Investors Benefit From “Fee Wars”

February 26, 2021

Fresno Financial Consultant News

From two-for-one buys to free shipping, consumers love saving money. The same is true for investors. Over the past 20 years, investors have become savvy at monitoring not only how much their portfolio earns, but how much they pay in management and other fees.
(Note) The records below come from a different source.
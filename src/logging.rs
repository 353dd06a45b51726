//! Styled stderr logger for the `log` crate.
//!
//! Library code only uses the `log` macros; the binary installs [`Logger`]
//! to print them as
//!
//! ```text
//! 14:02:11 WARN     doctalk::session request #1 failed: API error 500
//! ```

use std::io::Write;
use std::sync::Mutex;

use log::{Level, LevelFilter, Log, Metadata, Record, SetLoggerError};
use time::{OffsetDateTime, format_description::OwnedFormatItem};

use crate::color::ColorSystem;
use crate::style::Style;
use crate::sync::lock_recover;

const DEFAULT_TIME_FORMAT: &str = "[hour]:[minute]:[second]";

/// Logger writing styled records to stderr.
///
/// `omit_repeated_times` blanks the timestamp when it equals the previous
/// record's, which keeps bursts of records readable.
pub struct Logger {
    level: LevelFilter,
    color_system: Option<ColorSystem>,
    show_time: bool,
    omit_repeated_times: bool,
    show_target: bool,
    time_format: OwnedFormatItem,
    last_time: Mutex<Option<String>>,
}

impl Logger {
    /// Create a logger at `Warn` level with no colors.
    #[must_use]
    pub fn new() -> Self {
        let time_format = time::format_description::parse_owned::<2>(DEFAULT_TIME_FORMAT)
            .unwrap_or_else(|_| OwnedFormatItem::Literal(Vec::<u8>::new().into_boxed_slice()));
        Self {
            level: LevelFilter::Warn,
            color_system: None,
            show_time: true,
            omit_repeated_times: true,
            show_target: true,
            time_format,
            last_time: Mutex::new(None),
        }
    }

    /// Set the minimum log level.
    #[must_use]
    pub fn level(mut self, level: LevelFilter) -> Self {
        self.level = level;
        self
    }

    /// Paint level badges with this color system (`None` for plain).
    #[must_use]
    pub fn color_system(mut self, color_system: Option<ColorSystem>) -> Self {
        self.color_system = color_system;
        self
    }

    /// Enable or disable timestamps.
    #[must_use]
    pub fn show_time(mut self, show: bool) -> Self {
        self.show_time = show;
        self
    }

    /// Omit repeated timestamps.
    #[must_use]
    pub fn omit_repeated_times(mut self, omit: bool) -> Self {
        self.omit_repeated_times = omit;
        self
    }

    /// Enable or disable the record target column.
    #[must_use]
    pub fn show_target(mut self, show: bool) -> Self {
        self.show_target = show;
        self
    }

    /// Override time format (`time` crate format description).
    ///
    /// An invalid description keeps the current format.
    #[must_use]
    pub fn time_format(mut self, format: &str) -> Self {
        if let Ok(parsed) = time::format_description::parse_owned::<2>(format) {
            self.time_format = parsed;
        }
        self
    }

    /// Install as the global logger.
    ///
    /// # Errors
    ///
    /// Fails if another logger is already installed.
    pub fn init(self) -> Result<(), SetLoggerError> {
        log::set_max_level(self.level);
        log::set_boxed_logger(Box::new(self))
    }

    fn format_time(&self) -> String {
        let now = OffsetDateTime::now_local().unwrap_or_else(|_| OffsetDateTime::now_utc());
        now.format(&self.time_format).unwrap_or_else(|_| now.to_string())
    }

    fn level_style(level: Level) -> Style {
        let name = match level {
            Level::Trace => "dim",
            Level::Debug => "blue dim",
            Level::Info => "green",
            Level::Warn => "yellow",
            Level::Error => "bold red",
        };
        Style::parse(name).unwrap_or_default()
    }

    fn paint(&self, text: &str, style: &Style) -> String {
        match self.color_system {
            Some(system) => style.render(text, system),
            None => text.to_string(),
        }
    }

    fn format_record(&self, record: &Record<'_>) -> String {
        let mut line = String::new();

        if self.show_time {
            let time_str = self.format_time();
            if self.omit_repeated_times {
                let mut last = lock_recover(&self.last_time);
                if last.as_deref() == Some(time_str.as_str()) {
                    line.push_str(&" ".repeat(time_str.len()));
                } else {
                    line.push_str(&time_str);
                    *last = Some(time_str);
                }
            } else {
                line.push_str(&time_str);
            }
            line.push(' ');
        }

        let padded = format!("{:<8}", record.level());
        line.push_str(&self.paint(&padded, &Self::level_style(record.level())));
        line.push(' ');

        if self.show_target {
            let target = self.paint(record.target(), &Style::new().dim());
            line.push_str(&target);
            line.push(' ');
        }

        line.push_str(&record.args().to_string());
        line
    }
}

impl Default for Logger {
    fn default() -> Self {
        Self::new()
    }
}

impl Log for Logger {
    fn enabled(&self, metadata: &Metadata<'_>) -> bool {
        metadata.level() <= self.level
    }

    fn log(&self, record: &Record<'_>) {
        if !self.enabled(record.metadata()) {
            return;
        }
        let line = self.format_record(record);
        let _ = writeln!(std::io::stderr().lock(), "{line}");
    }

    fn flush(&self) {
        let _ = std::io::stderr().flush();
    }
}

/// Parse a `--log-level` value.
///
/// # Errors
///
/// Returns a message naming the accepted values.
pub fn parse_level(raw: &str) -> Result<LevelFilter, String> {
    raw.trim().parse::<LevelFilter>().map_err(|_| {
        format!("Invalid log level `{raw}` (expected off, error, warn, info, debug or trace).")
    })
}
//! Unicode character cell width calculations.
//!
//! Terminal output (the legend in particular) is laid out in cells, not
//! characters: CJK characters and some emoji take two cells.

use std::num::NonZeroUsize;
use std::sync::{LazyLock, Mutex};

use lru::LruCache;
use unicode_width::UnicodeWidthChar;

use crate::sync::lock_recover;

/// Minimum string length to cache (shorter strings have minimal overhead).
const CACHE_MIN_LEN: usize = 8;

static CELL_LEN_CACHE: LazyLock<Mutex<LruCache<String, usize>>> =
    LazyLock::new(|| Mutex::new(LruCache::new(NonZeroUsize::MIN.saturating_add(255))));

/// Get the cell width of a single character.
///
/// Control characters have 0 width.
#[must_use]
pub fn get_character_cell_size(c: char) -> usize {
    c.width().unwrap_or(0)
}

/// Get the total cell width of a string (cached for longer strings).
#[must_use]
pub fn cell_len(text: &str) -> usize {
    if text.len() < CACHE_MIN_LEN {
        return text.chars().map(get_character_cell_size).sum();
    }

    if let Some(&cached) = lock_recover(&CELL_LEN_CACHE).get(text) {
        return cached;
    }

    let width = text.chars().map(get_character_cell_size).sum();
    lock_recover(&CELL_LEN_CACHE).put(text.to_string(), width);
    width
}

#[cfg(test)]
mod tests {
    use super::*;

    #[test]
    fn test_ascii_width() {
        assert_eq!(cell_len("anatomy"), 7);
        assert_eq!(cell_len("measurement"), 11);
    }

    #[test]
    fn test_wide_chars() {
        assert_eq!(get_character_cell_size('日'), 2);
        assert_eq!(cell_len("日本語のメモ"), 12);
    }

    #[test]
    fn test_control_chars_zero_width() {
        assert_eq!(get_character_cell_size('\x1b'), 0);
    }
}
//! Filter compiler entry point.
//!
//! [`FilterCompiler`] owns a raw filter string and its parsed expression and
//! turns them into a [`SelectQuery`] for a given attribute mapping, table and
//! join list.
//!
//! ```
//! use scim_sql::scim::{AttributeMap, FilterCompiler};
//!
//! let attrs = AttributeMap::new().with("userName", "users.username");
//! let compiler = FilterCompiler::new(r#"userName eq "test""#).unwrap();
//! let query = compiler.to_query(&attrs, "users", &[] as &[&str]).unwrap();
//! let (sql, params) = query.to_sql();
//! assert_eq!(sql, "SELECT * FROM users WHERE users.username = ?");
//! assert_eq!(params, vec!["test".to_string()]);
//! ```

use super::{
    attributes::AttributeMap,
    filter::{Filter, FilterParseError, parse_filter},
    filter_to_sql::{FilterToSqlError, SqlFilter, TranslateOptions, filter_to_sql_with},
    query::SelectQuery,
};

/// A parsed filter ready to be compiled against any attribute mapping.
#[derive(Debug, Clone, PartialEq, Eq)]
pub struct FilterCompiler {
    raw_filter: String,
    expression: Option<Filter>,
    options: TranslateOptions,
}

impl FilterCompiler {
    /// Parse a raw filter string.
    ///
    /// Leading and trailing whitespace is ignored. An empty filter means
    /// "no filter" and compiles to an unconditional query.
    ///
    /// # Errors
    ///
    /// Returns the parser's [`FilterParseError`] unchanged for malformed input.
    pub fn new(raw_filter: &str) -> Result<Self, FilterParseError> {
        let raw_filter = raw_filter.trim();

        let expression = if raw_filter.is_empty() {
            None
        } else {
            Some(parse_filter(raw_filter)?)
        };

        Ok(Self {
            raw_filter: raw_filter.to_string(),
            expression,
            options: TranslateOptions::default(),
        })
    }

    /// Wrap an already-built expression tree.
    ///
    /// The tree keeps only literal text, so [`raw_filter`](Self::raw_filter)
    /// is its canonical [`Display`](std::fmt::Display) form with every value
    /// quoted: a tree parsed from `age gt 21` reports `age gt "21"`. That
    /// string parses back to an equal tree and compiles to the same SQL.
    pub fn from_expression(expression: Filter) -> Self {
        Self {
            raw_filter: expression.to_string(),
            expression: Some(expression),
            options: TranslateOptions::default(),
        }
    }

    pub fn with_options(mut self, options: TranslateOptions) -> Self {
        self.options = options;
        self
    }

    /// The trimmed filter string.
    pub fn raw_filter(&self) -> &str {
        &self.raw_filter
    }

    /// The parsed expression, or `None` when no filter was given.
    pub fn expression(&self) -> Option<&Filter> {
        self.expression.as_ref()
    }

    /// Compile only the WHERE fragment.
    ///
    /// An absent filter yields an empty [`SqlFilter`].
    pub fn to_sql_filter(&self, attributes: &AttributeMap) -> Result<SqlFilter, FilterToSqlError> {
        match &self.expression {
            Some(expression) => filter_to_sql_with(expression, attributes, self.options),
            None => Ok(SqlFilter::default()),
        }
    }

    /// Compile to a full `SELECT * FROM <table> ... [WHERE ...]` query.
    ///
    /// # Errors
    ///
    /// Fails if the filter references an attribute path missing from
    /// `attributes`, or if the expression tree is malformed. No partial query
    /// is produced.
    pub fn to_query<S: AsRef<str>>(
        &self,
        attributes: &AttributeMap,
        table: &str,
        joins: &[S],
    ) -> Result<SelectQuery, FilterToSqlError> {
        let sql_filter = self.to_sql_filter(attributes).inspect_err(|e| {
            if !e.is_internal() {
                tracing::warn!(filter = %self.raw_filter, error = %e, "Filter could not be compiled");
            }
        })?;

        tracing::debug!(
            table,
            joins = joins.len(),
            bindings = sql_filter.bindings.len(),
            "Compiled SCIM filter"
        );

        Ok(SelectQuery::new(table)
            .joins(joins.iter().map(|j| j.as_ref()))
            .filter(sql_filter))
    }
}

#[cfg(test)]
mod tests {
    use super::*;
    use crate::scim::filter::CompareOp;

    const JOINS: [&str; 1] = ["LEFT JOIN emails ON emails.user_id = users.id"];

    fn attrs() -> AttributeMap {
        AttributeMap::from_iter([
            ("userName", "users.username"),
            ("emails", "emails.value"),
            ("emails.value", "emails.value"),
            ("emails.type", "emails.type"),
        ])
    }

    fn compile(filter: &str, joins: &[&str]) -> (String, Vec<String>) {
        FilterCompiler::new(filter)
            .unwrap()
            .to_query(&attrs(), "users", joins)
            .unwrap()
            .to_sql()
    }

    #[test]
    fn test_empty_filter() {
        for raw in ["", "   ", "\t\n "] {
            let compiler = FilterCompiler::new(raw).unwrap();
            assert!(compiler.expression().is_none());
            assert_eq!(compiler.raw_filter(), "");

            let (sql, params) = compiler.to_query(&attrs(), "users", &JOINS).unwrap().to_sql();
            assert_eq!(
                sql,
                "SELECT * FROM users LEFT JOIN emails ON emails.user_id = users.id"
            );
            assert!(params.is_empty());
        }
    }

    #[test]
    fn test_empty_filter_ignores_attribute_map() {
        let compiler = FilterCompiler::new("").unwrap();
        let query = compiler
            .to_query(&AttributeMap::new(), "users", &[] as &[&str])
            .unwrap();
        assert_eq!(query.to_sql().0, "SELECT * FROM users");
    }

    #[test]
    fn test_single_equality() {
        let (sql, params) = compile(r#"userName eq "test""#, &[]);
        assert_eq!(sql, "SELECT * FROM users WHERE users.username = ?");
        assert_eq!(params, vec!["test".to_string()]);
    }

    #[test]
    fn test_single_equality_with_join() {
        let (sql, params) = compile(r#"  userName eq "test"  "#, &JOINS);
        assert_eq!(
            sql,
            "SELECT * FROM users LEFT JOIN emails ON emails.user_id = users.id WHERE users.username = ?"
        );
        assert_eq!(params, vec!["test".to_string()]);
    }

    #[test]
    fn test_advanced_query() {
        let (sql, params) = compile(
            r#"emails co "example.org" and (emails.type eq "work" and emails.value co "example.org")"#,
            &JOINS,
        );
        assert_eq!(
            sql,
            "SELECT * FROM users LEFT JOIN emails ON emails.user_id = users.id WHERE (emails.value LIKE %?% AND (emails.type = ? AND emails.value LIKE %?%))"
        );
        assert_eq!(params, vec!["example.org", "work", "example.org"]);
    }

    #[test]
    fn test_not_without_join() {
        let attrs = AttributeMap::new().with("emails", "users.emails");
        let query = FilterCompiler::new(r#"not emails co "example.com""#)
            .unwrap()
            .to_query(&attrs, "users", &[] as &[&str])
            .unwrap();
        let (sql, params) = query.to_sql();
        assert_eq!(sql, "SELECT * FROM users WHERE (NOT users.emails LIKE %?%)");
        assert_eq!(params, vec!["example.com".to_string()]);
    }

    #[test]
    fn test_parse_error_propagates() {
        let err = FilterCompiler::new(r#"userName eq"#).unwrap_err();
        assert_eq!(err, parse_filter("userName eq").unwrap_err());
    }

    #[test]
    fn test_unresolved_attribute_yields_no_query() {
        let compiler = FilterCompiler::new(r#"userName eq "a" or phoneNumbers pr"#).unwrap();
        let err = compiler.to_query(&attrs(), "users", &JOINS).unwrap_err();
        assert_eq!(
            err,
            FilterToSqlError::UnresolvedAttribute("phoneNumbers".to_string())
        );
    }

    #[test]
    fn test_compiles_identically_twice() {
        let compiler =
            FilterCompiler::new(r#"emails sw "a" or (userName ew "b" and emails.type pr)"#)
                .unwrap();
        let map = attrs();
        let first = compiler.to_query(&map, "users", &JOINS).unwrap();
        let second = compiler.to_query(&map, "users", &JOINS).unwrap();
        assert_eq!(first, second);
        assert_eq!(first.to_sql(), second.to_sql());
    }

    #[test]
    fn test_from_expression() {
        let compiler = FilterCompiler::from_expression(Filter::and(
            Filter::compare("userName", CompareOp::Sw, "j"),
            Filter::present("emails"),
        ));
        assert_eq!(compiler.raw_filter(), "(userName sw \"j\" and emails pr)");
        let (sql, params) = compiler
            .to_query(&attrs(), "users", &[] as &[&str])
            .unwrap()
            .to_sql();
        assert_eq!(
            sql,
            "SELECT * FROM users WHERE (users.username LIKE ?% AND emails.value IS NOT NULL)"
        );
        assert_eq!(params, vec!["j".to_string()]);
    }

    #[test]
    fn test_from_expression_raw_filter_is_canonical() {
        let parsed = FilterCompiler::new("userName gt 21").unwrap();
        let tree = parsed.expression().unwrap().clone();
        let rebuilt = FilterCompiler::from_expression(tree);

        assert_eq!(parsed.raw_filter(), "userName gt 21");
        assert_eq!(rebuilt.raw_filter(), "userName gt \"21\"");

        let reparsed = FilterCompiler::new(rebuilt.raw_filter()).unwrap();
        assert_eq!(reparsed.expression(), parsed.expression());
        let (sql, params) = rebuilt
            .to_query(&attrs(), "users", &[] as &[&str])
            .unwrap()
            .to_sql();
        assert_eq!(sql, "SELECT * FROM users WHERE users.username > ?");
        assert_eq!(params, vec!["21".to_string()]);
    }

    #[test]
    fn test_with_escape_like() {
        let compiler = FilterCompiler::new(r#"emails ew "_x""#)
            .unwrap()
            .with_options(TranslateOptions { escape_like: true });
        let sql_filter = compiler.to_sql_filter(&attrs()).unwrap();
        assert_eq!(sql_filter.where_clause, "emails.value LIKE %? ESCAPE '\\'");
        assert_eq!(sql_filter.bindings, vec!["\\_x".to_string()]);
    }

    #[test]
    fn test_compiler_is_shareable_across_threads() {
        fn assert_send_sync<T: Send + Sync>() {}
        assert_send_sync::<FilterCompiler>();
        assert_send_sync::<AttributeMap>();
        assert_send_sync::<SelectQuery>();
    }
}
This attention to cost has driven expenses down in the last two decades, especially among mutual fund companies. With rising competition from low-cost exchange-traded funds (ETFs), mutual fund expenses dropped from an average 0.87% in 1999 to 0.45% in 2019. That represents about $5.8 billion in earnings on money that remained in investor accounts.1

Wall Street appears to be learning lessons from large volume discounters like Amazon and Walmart. In 2019, 20% of the least expensive funds attracted $581 billion in new money while the top 80% lost $224 billion. Much of that new money is flowing into index funds, which cut fees from 0.72% in 2015 to 0.61% last year.2

As investors seek funds with lower expenses, asset managers have responded by cutting fees further to remain competitive. The average fee among actively managed funds decreased by 10% between 2015 and 2019. And increasingly, more investors are opting to pay for advice in the form of fees instead of commissions.3

1 Alex Soojung-Kim Pang. The Atlantic. April 30, 2020. “To Safely Reopen, Make the Workweek Shorter. Then Keep It Shorter.” https://www.theatlantic.com/ideas/archive/2020/04/safely-reopen-make-workweek-shorter/610906/. Accessed June 2, 2020.

YOU HAVE A

DREAM.

LET'S MAKE A

PLAN.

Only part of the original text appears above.